NLBSE-25: Code Comment Classification with Data Augmentation and Transformer-Based Models

Welcome to the repository for "Code Comment Classification with Data Augmentation and Transformer-Based Models", submitted as a solution for the NLBSE'25 Code Comment Classification Tool Competition. This repository hosts all relevant scripts, datasets, and model configurations used in the project.
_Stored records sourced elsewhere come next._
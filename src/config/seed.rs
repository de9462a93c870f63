//! Role, user and project blocks, upserted into the database at startup.

use serde::Deserialize;
use thiserror::Error;
use tracing::info;

use super::Config;
use super::defaults::default_true;
use crate::db::{Database, DbError};
use crate::security::secret;

/// Role block: a named role and the permissions it grants.
#[derive(Debug, Clone, Deserialize)]
pub struct RoleBlock {
    pub name: String,
    /// Holders bypass project-membership scoping.
    #[serde(default)]
    pub unrestricted: bool,
    #[serde(default)]
    pub grants: Vec<GrantBlock>,
}

/// Permission types granted on one doctype.
#[derive(Debug, Clone, Deserialize)]
pub struct GrantBlock {
    pub doctype: String,
    pub ptypes: Vec<String>,
}

/// API user block.
#[derive(Debug, Clone, Deserialize)]
pub struct UserBlock {
    /// User id (usually the email address).
    pub id: String,
    pub full_name: Option<String>,
    /// Public half of the `Authorization: token key:secret` pair.
    pub api_key: Option<String>,
    /// Plaintext secret (hashed when seeded) or an `$argon2` PHC string.
    pub api_secret: Option<String>,
    #[serde(default)]
    pub roles: Vec<String>,
    #[serde(default = "default_true")]
    pub enabled: bool,
}

/// Project block.
#[derive(Debug, Clone, Deserialize)]
pub struct ProjectBlock {
    pub name: String,
    pub project_name: Option<String>,
    #[serde(default)]
    pub members: Vec<String>,
}

#[derive(Debug, Error)]
pub enum SeedError {
    #[error(transparent)]
    Db(#[from] DbError),
    #[error("failed to hash api_secret for user {user}: {reason}")]
    Hash { user: String, reason: String },
}

/// Upsert every seed block. Safe to run on each start.
pub async fn apply(db: &Database, config: &Config) -> Result<(), SeedError> {
    let perms = db.permissions();
    for role in &config.roles {
        perms.upsert_role(&role.name, role.unrestricted).await?;
        let grants: Vec<(String, String)> = role
            .grants
            .iter()
            .flat_map(|g| {
                g.ptypes
                    .iter()
                    .map(|p| (g.doctype.clone(), p.to_ascii_lowercase()))
            })
            .collect();
        perms.set_grants(&role.name, &grants).await?;
    }

    let users = db.users();
    for user in &config.users {
        let hash = match user.api_secret.as_deref() {
            Some(s) if secret::is_hashed(s) => Some(s.to_string()),
            Some(s) => Some(secret::hash_secret(s).map_err(|e| SeedError::Hash {
                user: user.id.clone(),
                reason: e.to_string(),
            })?),
            None => None,
        };
        users
            .upsert(
                &user.id,
                user.full_name.as_deref(),
                user.api_key.as_deref(),
                hash.as_deref(),
            )
            .await?;
        users.set_enabled(&user.id, user.enabled).await?;
        users.set_roles(&user.id, &user.roles).await?;
    }

    let projects = db.projects();
    for project in &config.projects {
        projects
            .upsert(&project.name, project.project_name.as_deref())
            .await?;
        for member in &project.members {
            projects.add_member(&project.name, member).await?;
        }
    }

    info!(
        roles = config.roles.len(),
        users = config.users.len(),
        projects = config.projects.len(),
        "Seed configuration applied"
    );
    Ok(())
}

#[cfg(test)]
mod tests {
    use super::*;
    use crate::doctype;

    fn config() -> Config {
        toml::from_str(
            r#"
[server]
name = "test"
listen = "127.0.0.1:0"

[[roles]]
name = "Site Engineer"
grants = [{ doctype = "Projects", ptypes = ["Read"] }]

[[users]]
id = "alice"
full_name = "Alice Rao"
api_key = "ak"
api_secret = "plain"
roles = ["Site Engineer"]

[[users]]
id = "off"
enabled = false

[[projects]]
name = "PROJ-1"
members = ["alice"]
"#,
        )
        .unwrap()
    }

    #[tokio::test]
    async fn seed_is_applied_and_idempotent() {
        let db = Database::new(":memory:").await.unwrap();
        let config = config();

        apply(&db, &config).await.unwrap();
        apply(&db, &config).await.unwrap();

        assert!(db.permissions().has_grant("alice", doctype::PROJECTS, "read").await.unwrap());
        assert!(db.projects().is_member("PROJ-1", "alice").await.unwrap());

        let creds = db.users().credentials_by_api_key("ak").await.unwrap().unwrap();
        assert_eq!(creds.user_id, "alice");
        let stored = creds.api_secret_hash.unwrap();
        assert!(secret::is_hashed(&stored));
        assert!(secret::verify_secret("plain", &stored).unwrap());

        let names = db.users().full_names(&["alice".into(), "off".into()]).await.unwrap();
        assert_eq!(names.len(), 1);
    }
}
Find the full paper in here: Code comment classification

Abstract

Code comment classification is vital for software comprehension and maintenance. This repository demonstrates a multi-step solution that achieves a 6.7% accuracy improvement over baseline models by combining synthetic dataset generation and fine-tuned transformer-based models.

Key Points:

Translation-retranslation for linguistic diversity in data augmentation.
Transformer architectures (BERT, RoBERTa, CodeBERT, DistilBERT) for multi-label classification.
Tailored frameworks for Java, Python, and Pharo databases.

Repository Structure

.
├── Dataset Generation/     # Scripts for data augmentation (translation-retranslation pipelines).
├── Datasets/               # Original, augmented, and filtered datasets.
├── HyperParameter tuning Python/ # Optuna-based hyperparameter optimization scripts run with python dataset to select the best model.
├── Model-Saving/           # Fine-tuned transformer models saved to huggingface.
├── roBERTa-large-hyperparameter-java-pharo/ # Scripts for RoBERTa tuning on specific languages.
└── prediction.ipynb       # Results, evaluation metrics.

Note

All notebooks and scripts in this repository were executed in the Kaggle environment using Kaggle T4 * 2 GPUs . If you plan to run the notebooks in Kaggle, the platform provides an ideal environment with pre-installed dependencies and powerful GPUs, requiring minimal setup. prediction.ipynb was run in google colab. You can also run all the training and fine-tuning notebooks in google colab.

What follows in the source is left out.